Пообедав, сидишь ты у печки рядом с дедом, на приступке, — в хате тихо, сумрачно, ходики с зелеными кошачьими глазами громко стучат, маятник — туда-сюда, туда-сюда, а глаза — сюда-туда, сюда-туда… Ты сидишь час, другой — скучно, Пашка Горюн не идет, и ты собираешься домой.

Но если приходит Пашка — тогда… О, тогда совсем другое дело! Тогда дед начинает суетиться, лицо его становится глуповатым, он много и невпопад говорит, переспрашивает непонятливо и то и дело смеется над собственной глупостью, — он рад Пашке. Зайчатина к тому времени доходит в печи, бабка Ксюша ставит на стол медное, кое-где позеленелое блюдо с дымящимся, темно-красным, почти коричневым мясом, появляется самогон, да Пашка принес с собой «Столичную». Ты, закинув школьную сумку обратно на печь, остаешься у деда до вечера.

О, какие это были вечера!.. Ты видишь себя сидящим в углу, под самыми образами; ты рвешь зубами жиловатый кусок зайчатины, отдающей немного лопухом, немного молочаем, валерьяной, осиновой горькой корой — лесом, сеном, волей, — и слушаешь… слушаешь… И уже пир горой, дым коромыслом, уже распили «Столичную», попробовали самогону, — и бабка Ксюша выпила, смешно при этом вытянув губы трубочкой, — уже пошли бывальщины, охотничьи случаи, присказки и прибаутки. Но еще НЕ ВРЕМЯ… Вот смолотили зайца, покушали тушеную с капустой куропатку — разговаривают все громче, все азартней, перебивая друг друга, — усы у Пашки встопорщились, на утином носу выступил бисер, у деда с губ не сходит какая-то грустно-пьяная, добрая, непонятная улыбка, и ты знаешь, что уже близко, уже вот-вот, и ждешь… и ждешь… и тебя чуть не трясет от нетерпения. Но еще НЕ ВРЕМЯ… Оба, и дед, и Пашка, охотники, оба пчеловоды и собачатники, оба философы, нелюдимы и молчальники — и оба песельники.
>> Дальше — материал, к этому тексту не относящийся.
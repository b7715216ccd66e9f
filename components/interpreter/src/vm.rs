//! Value semantics of the virtual machine
//!
//! Arithmetic, comparison, concatenation, length and indexing with their
//! metamethod fallbacks. The dispatch loop and the embedding API share
//! these operations.
//!
//! Arithmetic never converts strings to numbers; string operands reach the
//! metamethods like any other non-number.

use crate::debug::VarSite;
use crate::state::State;
use core_types::{
    float_floor_div, float_mod, float_pow, float_to_integer, int_floor_div, int_mod, le_float_int,
    le_int_float, lt_float_int, lt_int_float, number_to_string, shift_left, str_to_number,
    to_integer_exact, LuaResult, TagMethod, Value, F2I,
};
use memory_manager::TableError;

/// Limit of `__index`/`__newindex` chains.
pub const MAX_TAG_LOOP: usize = 2000;

/// Arithmetic and bitwise operators, in API order.
#[derive(Debug, Clone, Copy, PartialEq, Eq, Hash)]
pub enum ArithOp {
    /// `+`
    Add,
    /// `-`
    Sub,
    /// `*`
    Mul,
    /// `%`
    Mod,
    /// `^`
    Pow,
    /// `/`
    Div,
    /// `//`
    IDiv,
    /// `&`
    BAnd,
    /// `|`
    BOr,
    /// `~`
    BXor,
    /// `<<`
    Shl,
    /// `>>`
    Shr,
    /// unary `-`
    Unm,
    /// unary `~`
    BNot,
}

impl ArithOp {
    /// Metamethod event of the operator.
    pub fn event(self) -> TagMethod {
        match self {
            ArithOp::Add => TagMethod::Add,
            ArithOp::Sub => TagMethod::Sub,
            ArithOp::Mul => TagMethod::Mul,
            ArithOp::Mod => TagMethod::Mod,
            ArithOp::Pow => TagMethod::Pow,
            ArithOp::Div => TagMethod::Div,
            ArithOp::IDiv => TagMethod::IDiv,
            ArithOp::BAnd => TagMethod::BAnd,
            ArithOp::BOr => TagMethod::BOr,
            ArithOp::BXor => TagMethod::BXor,
            ArithOp::Shl => TagMethod::Shl,
            ArithOp::Shr => TagMethod::Shr,
            ArithOp::Unm => TagMethod::Unm,
            ArithOp::BNot => TagMethod::BNot,
        }
    }

    /// Operator of a binary or unary metamethod event.
    pub fn from_event(event: TagMethod) -> Option<ArithOp> {
        Some(match event {
            TagMethod::Add => ArithOp::Add,
            TagMethod::Sub => ArithOp::Sub,
            TagMethod::Mul => ArithOp::Mul,
            TagMethod::Mod => ArithOp::Mod,
            TagMethod::Pow => ArithOp::Pow,
            TagMethod::Div => ArithOp::Div,
            TagMethod::IDiv => ArithOp::IDiv,
            TagMethod::BAnd => ArithOp::BAnd,
            TagMethod::BOr => ArithOp::BOr,
            TagMethod::BXor => ArithOp::BXor,
            TagMethod::Shl => ArithOp::Shl,
            TagMethod::Shr => ArithOp::Shr,
            TagMethod::Unm => ArithOp::Unm,
            TagMethod::BNot => ArithOp::BNot,
            _ => return None,
        })
    }

    fn is_bitwise(self) -> bool {
        matches!(
            self,
            ArithOp::BAnd | ArithOp::BOr | ArithOp::BXor | ArithOp::Shl | ArithOp::Shr | ArithOp::BNot
        )
    }
}

// ============================================================================
// Conversions
// ============================================================================

/// Float value of a number, without string coercion.
#[inline]
pub fn to_number_ns(v: &Value) -> Option<f64> {
    v.as_float()
}

/// Integer value of a number (floats must be integral), without string
/// coercion.
#[inline]
pub fn to_integer_ns(v: &Value) -> Option<i64> {
    to_integer_exact(v)
}

fn float_arith(op: ArithOp, a: f64, b: f64) -> f64 {
    match op {
        ArithOp::Add => a + b,
        ArithOp::Sub => a - b,
        ArithOp::Mul => a * b,
        ArithOp::Div => a / b,
        ArithOp::Pow => float_pow(a, b),
        ArithOp::IDiv => float_floor_div(a, b),
        ArithOp::Unm => -a,
        ArithOp::Mod => float_mod(a, b),
        _ => f64::NAN,
    }
}

fn less_than_numbers(l: Value, r: Value) -> bool {
    match (l, r) {
        (Value::Integer(a), Value::Integer(b)) => a < b,
        (Value::Integer(a), Value::Float(b)) => lt_int_float(a, b),
        (Value::Float(a), Value::Integer(b)) => lt_float_int(a, b),
        (Value::Float(a), Value::Float(b)) => a < b,
        _ => false,
    }
}

fn less_equal_numbers(l: Value, r: Value) -> bool {
    match (l, r) {
        (Value::Integer(a), Value::Integer(b)) => a <= b,
        (Value::Integer(a), Value::Float(b)) => le_int_float(a, b),
        (Value::Float(a), Value::Integer(b)) => le_float_int(a, b),
        (Value::Float(a), Value::Float(b)) => a <= b,
        _ => false,
    }
}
И вот — произошло что-то в мире — наступило, пришло ВРЕМЯ. И даже ты знаешь — пора…

Первым начинает дед. Вытянувшись в струнку, подняв шершавый подбородок, развернув грудь, — тонко, высоко и пронзительно звонко:

Эх, д’как моло-одо-ого д’за-а-абира-али…

Бабка Ксюша с Пашкой, переплетаясь, свиваясь голосами, подхватывают:

Ох, д’от мла-адой жо-онки д’отры-ыва-али. От мату-ушки-и, д’от де-эток…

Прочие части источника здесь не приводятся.